• Chris O'Rourke

Masterclass



Adrienne Truscott and Feidlim Cannon in Masterclass. Image Ste Murray


****

A famous musician was once asked why they insisted on having coloured M&Ms separated into individual bowls at every venue they played. Especially as the M&Ms were never eaten. They replied that moving into a venue requires lots off moving parts. If a venue separates the M&Ms you could be confident they paid attention to details. It wasn’t a diva move, it was a way of quickly ascertaining competence. In a similar manner, Brokentalkers latest production Masterclass, written by Feidlim Cannon, Gary Keegan and Adrienne Truscott, and presented in association with Truscott, carefully separates its gendered M&Ms into respective bowls. Deconstructing creative power dynamics in a way that seems to be saying one thing but might well be saying something else entirely.

Adrienne Truscott in Masterclass. Image Carmine Covelli.


It's a show that could just as easily have been called Master Race. The master race being the white privileged male artist. Like a Parkinson episode being sent up by Kenny Everett, the format pokes fun at reverential interviews in a way that would have looked hokey even in a comedy skit from the 70s, with Ellen Kirk's set capturing the atmosphere perfectly. Yet the diva motif proves apt given that Truscott is playing that legendary, misogynistic, enfant terrible of screen, page and stage, Adrienne Truscott. As Truscott and Cannon play verbal tennis, with Sarah Foley's costuming suggesting rejects from Halls Pictorial Weekly, Truscott talks of art in the Hemingway way. Lots of loud blustering with barely sketched women to hide a sense of inadequacy. Denying claims of traumatising female actors while looking for a raw visceral reaction. It was never women per se that Truscott attacked. It was all done for the sake of art.

Adrienne Truscott and Feidlim Cannon in Masterclass. Image Ste Murray


A clever conceit midway sees pretence being dropped for a pretence at the real, with Truscott undoubtedly relieved to drop the excess weight of her male costuming. As horns lock in unresolvable tension, it immediately becomes clear that equality in the arts is never about power sharing. It's really about power shifting. For there isn't enough room or resources for everyone and white men have told all their stories. Time for them to get off the stage and make way for others. All for the sake of art of course.
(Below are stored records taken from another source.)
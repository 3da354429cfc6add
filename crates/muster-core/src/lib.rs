//! # Muster Core
//!
//! Shared foundation for the Muster agent runtime: configuration, the error
//! taxonomy, and the collaborator traits the scheduler core depends on but
//! does not implement (LLM executor, skill matcher, credential/state stores).

pub mod config;
pub mod error;
pub mod traits;

pub use config::MusterConfig;
pub use error::{MusterError, Result};
pub use traits::{
    CredentialStore, ExecutionKind, ExecutionOutcome, ExecutionRequest, ExecutionStatus, Executor,
    SkillMatcher, StateStore,
};
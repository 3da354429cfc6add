//! # Muster Scheduler
//!
//! Durable scheduled-task layer: per-agent task directories, next-run
//! computation, bounded run history, and the placeholder resolution that
//! prepares task context before dispatch.
//!
//! ## Architecture
//! ```text
//! TaskScheduler
//!   ├── TaskStore: <data_dir>/<agent>/tasks/<task>/{task.json, runs.json}
//!   ├── calc: Interval / Cron / Once / EventOnly → next fire time
//!   ├── ContextResolver: "$CREDENTIALS:github$" → concrete values
//!   └── fire → SkillMatcher → Executor → RunRecord (bounded, 50)
//! ```
//!
//! The scheduler never enforces concurrency — the runtime owns the
//! one-in-flight-per-agent invariant and calls in here to fire.

pub mod calc;
pub mod resolver;
pub mod scheduler;
pub mod store;
pub mod tasks;

pub use resolver::ContextResolver;
pub use scheduler::TaskScheduler;
pub use store::TaskStore;
pub use tasks::{RunRecord, RunStatus, Schedule, ScheduledTask, TaskUpdate, TriggerKind};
Feidlim Cannon in Masterclass. Image Ste Murray


If Masterclass dishes out some smart and relevant insights, especially around men and their relationship to women's bodies, it can often feel like being sold a three legged racehorse and told it's guaranteed to win for being lighter without the extra leg. It makes a kind of sense even when you don't really buy it all. Regurgitated gendered tropes and some well worn stories prove relevant to debates currently taking place. Particularly in theatre which has seen so many firings and hirings around gender and BIOPC (Black, Indigenous and Other People of Colour) issues. Redefining who, what, why, where, and if someone should be represented on stage. Thereby redefining theatre. Even in this radically changing landscape Masterclass's solution of swapping out who gets marginalised doesn't sell itself convincingly.

Adrienne Truscott and Feidlim Cannon in Masterclass. Image Ste Murray


Yet Masterclass is about provoking not problem solving. And having a lot of fun while doing it. Always on the lookout for a laugh, its carefully framed provocations suggest there's more going on than meets the eye. Like reference to Cannon's own background and career which complicates the final image as Cannon sits tongue tied, barely able to string an intelligible sentence together. Competing for the stage with a military looking, middle-class sounding Truscott, whose academic vocabulary suggests greater intelligence. Both entrenched in a power play stand off. Or so it would seem. Yet look closer at that sharing arrangement. The one that made Masterclass happen. Two masters of their craft mixing up their M&Ms. Suggesting maybe we should do as they do, and not do as they say.


Masterclass, presented by Brokentalkers and Adrienne Truscott, co-produced by Dublin Fringe Festival, Project Arts Centre & Mermaid Arts Centre, runs at Project Arts Centre as part of Dublin Fringe Festival 2021 until September 18.